Some mass-market players such as Target are reallocating space within brick-and-mortar store networks to create micro-distribution centers, helping them adapt to expectations of fast commerce and super-fast delivery. This is often done through buy online, pick up in store (BOPIS) or buy online, ship from store (BOSFS) models, where the order is sent from a store where all items are in stock. However, to date most gamers have not gone digital. Typically, inventory tracking is done manually and in-store inventory is not integrated with overall e-commerce inventory.
Inventory optimization technologies can help accelerate and automate a store’s value chain. For example, fast fashion giant Inditex uses RFID product tags that power a unique inventory system. This gives visibility into stock levels across channels, enabling online order fulfillment from store stock. This visibility has reduced the time it takes store associates to take store inventory by 88%.
Cloud computing is an increasingly viable enabler for micro-distribution centers. By running IT infrastructure in the cloud, brands can centralize their technology capabilities and collaboration, and run real-time data analytics across store networks, wherever they are.
For mass market leaders looking to take advantage of these emerging technologies, we identify three types of execution models:
- A back-office delivery center, where orders are fulfilled with very limited automation.
- A dedicated in-store section for e-commerce order fulfillment, with some degree of robotic automation.
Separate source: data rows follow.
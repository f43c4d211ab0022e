//! Person record, membership join entity, and import provenance.
//!
//! # Responsibility
//! - Define the canonical person shape including the open profile map.
//! - Own the (person, group) membership pairing and its attribute bag.
//!
//! # Invariants
//! - `id` is globally unique and never reused, even after deletion.
//! - At most one membership exists per (person, group) pair.
//! - `phone`/`email` are stored in normalized form.

use crate::identity::DedupDescriptor;
use crate::model::group::GroupId;
use crate::model::performance::PerformanceRecord;
use crate::time::now_epoch_ms;
use serde::{Deserialize, Serialize};
use serde_json::Value;
use std::collections::BTreeMap;
use uuid::Uuid;

/// Stable identifier for a person.
///
/// Kept as a type alias to make semantic intent explicit in signatures.
pub type PersonId = Uuid;

/// Provenance entry recording where a person's data came from.
#[derive(Debug, Clone, PartialEq, Eq, Serialize, Deserialize)]
pub struct ImportSource {
    /// Source label, e.g. `manual`, `csv_import`, `resume_import`.
    pub kind: String,
    /// When this source touched the record, epoch milliseconds.
    pub imported_at: i64,
}

/// Join entity between one person and one group.
#[derive(Debug, Clone, PartialEq, Serialize, Deserialize)]
pub struct Membership {
    /// The group this membership points at.
    pub group_id: GroupId,
    /// When the person joined the group, epoch milliseconds.
    pub joined_at: i64,
    /// Last attribute update, epoch milliseconds.
    pub updated_at: i64,
    /// Open attribute bag scoped to this person-group pairing (role, task, ...).
    #[serde(default)]
    pub attributes: BTreeMap<String, Value>,
}

impl Membership {
    /// Creates a membership joining now with the given attributes.
    pub fn new(group_id: GroupId, attributes: BTreeMap<String, Value>) -> Self {
        let now = now_epoch_ms();
        Self {
            group_id,
            joined_at: now,
            updated_at: now,
            attributes,
        }
    }

    /// Shallow-merges the provided attributes and bumps `updated_at`.
    pub fn merge_attributes(&mut self, attributes: BTreeMap<String, Value>) {
        self.attributes.extend(attributes);
        self.updated_at = now_epoch_ms();
    }
}

/// Canonical person record.
#[derive(Debug, Clone, PartialEq, Serialize, Deserialize)]
pub struct Person {
    /// Stable person id, generated at creation and immutable.
    pub id: PersonId,
    /// Display name.
    pub name: String,
    /// Normalized phone number; empty when unknown.
    #[serde(default)]
    pub phone: String,
    /// Normalized email address; empty when unknown.
    #[serde(default)]
    pub email: String,
    /// How the dedup key was computed and its resolved value.
    pub dedup: DedupDescriptor,
    /// Creation timestamp, epoch milliseconds.
    pub created_at: i64,
    /// Last-update timestamp, epoch milliseconds.
    pub updated_at: i64,
    /// Schema-less profile attribute map.
    #[serde(default)]
    pub profile: BTreeMap<String, Value>,
    /// Provenance of imports that touched this record.
    #[serde(default)]
    pub sources: Vec<ImportSource>,
    /// Group memberships, at most one per group.
    #[serde(default)]
    pub memberships: Vec<Membership>,
    /// Performance state; always present after migration.
    #[serde(default)]
    pub performance: PerformanceRecord,
}

impl Person {
    /// Creates a person with a generated stable id and empty collections.
    pub fn new(name: impl Into<String>, phone: String, email: String) -> Self {
        let dedup = DedupDescriptor::compute(&phone, &email);
        let now = now_epoch_ms();
        Self {
            id: Uuid::new_v4(),
            name: name.into(),
            phone: crate::identity::normalize_phone(&phone),
            email: crate::identity::normalize_email(&email),
            dedup,
            created_at: now,
            updated_at: now,
            profile: BTreeMap::new(),
            sources: Vec::new(),
            memberships: Vec::new(),
            performance: PerformanceRecord::empty(),
        }
    }

    /// Finds this person's membership in `group_id`, if any.
    pub fn membership(&self, group_id: GroupId) -> Option<&Membership> {
        self.memberships.iter().find(|m| m.group_id == group_id)
    }

    /// Finds this person's membership in `group_id` for mutation.
    pub fn membership_mut(&mut self, group_id: GroupId) -> Option<&mut Membership> {
        self.memberships.iter_mut().find(|m| m.group_id == group_id)
    }

    /// Records that an import source touched this record.
    pub fn record_source(&mut self, kind: impl Into<String>) {
        self.sources.push(ImportSource {
            kind: kind.into(),
            imported_at: now_epoch_ms(),
        });
    }
}

#[cfg(test)]
mod tests {
    use super::{Membership, Person};
    use serde_json::json;
    use std::collections::BTreeMap;
    use uuid::Uuid;

    #[test]
    fn new_person_normalizes_contacts_and_computes_dedup() {
        let person = Person::new(
            "Alice",
            "138-0013-8000".to_string(),
            " Alice@Example.com ".to_string(),
        );
        assert_eq!(person.phone, "13800138000");
        assert_eq!(person.email, "alice@example.com");
        assert_eq!(person.dedup.key, "phone:13800138000");
        assert!(person.memberships.is_empty());
        assert_eq!(person.performance.base_score, 0.0);
    }

    #[test]
    fn membership_attribute_merge_is_shallow_overwrite() {
        let group = Uuid::new_v4();
        let mut membership = Membership::new(
            group,
            BTreeMap::from([("role".to_string(), json!("lead"))]),
        );
        membership.merge_attributes(BTreeMap::from([
            ("role".to_string(), json!("member")),
            ("task".to_string(), json!("docs")),
        ]));
        assert_eq!(membership.attributes["role"], json!("member"));
        assert_eq!(membership.attributes["task"], json!("docs"));
    }
}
- A “dark store”, which is a physical store fully converted into a distribution or fulfillment center, which could be fully automated with robotics.
The cost savings on shipping alone can be substantial with micro-execution models. In 2019, Brian Cornell, chief executive of Target Corp, said when one of its stores fulfills an order online, it costs about 40% less than shipping from a fulfillment center to a customer. When customers order online and collect in store, approximately 90% of the cost is saved.
But without technology that can streamline the fulfillment process, from order allocation to packing, a brand will likely need high value orders or a boutique model with low levels of in-store traffic to justify manual execution in store.
Therefore, automation can play an important role in all types of fulfillment models to help brands maximize cost savings. Brands can use inventory optimization software, which integrates all inventory in their store and distribution networks; last-mile optimization software, which improves the efficiency of order delivery route allocation; employee task management solutions; and fully robotic facilities that include racks and robotic arms for picking, packing and storing inventory.
When deciding which stores to use for e-commerce fulfillment and which fulfillment model to adopt, executives should consider brand size, store density and e-commerce activity, as well as physical store locations and customer demand. For example, luxury brands are unlikely to dedicate retail space exclusively to order fulfillment due to the high costs of prime store locations. Instead, they will focus on inventory optimization algorithms to predict the best location from which to fulfill an order and manually pick and pack, which mass market players simply cannot afford. For consumer brands, automated e-commerce order fulfillment can make financial sense if order volumes are high enough and in a dense urban area, especially if customers pay a premium for faster delivery.
However, regardless of order volume, using inventory optimization software to help predict the number of items returned to stores is a promising use case given that approximately 30-40% online sales are returned.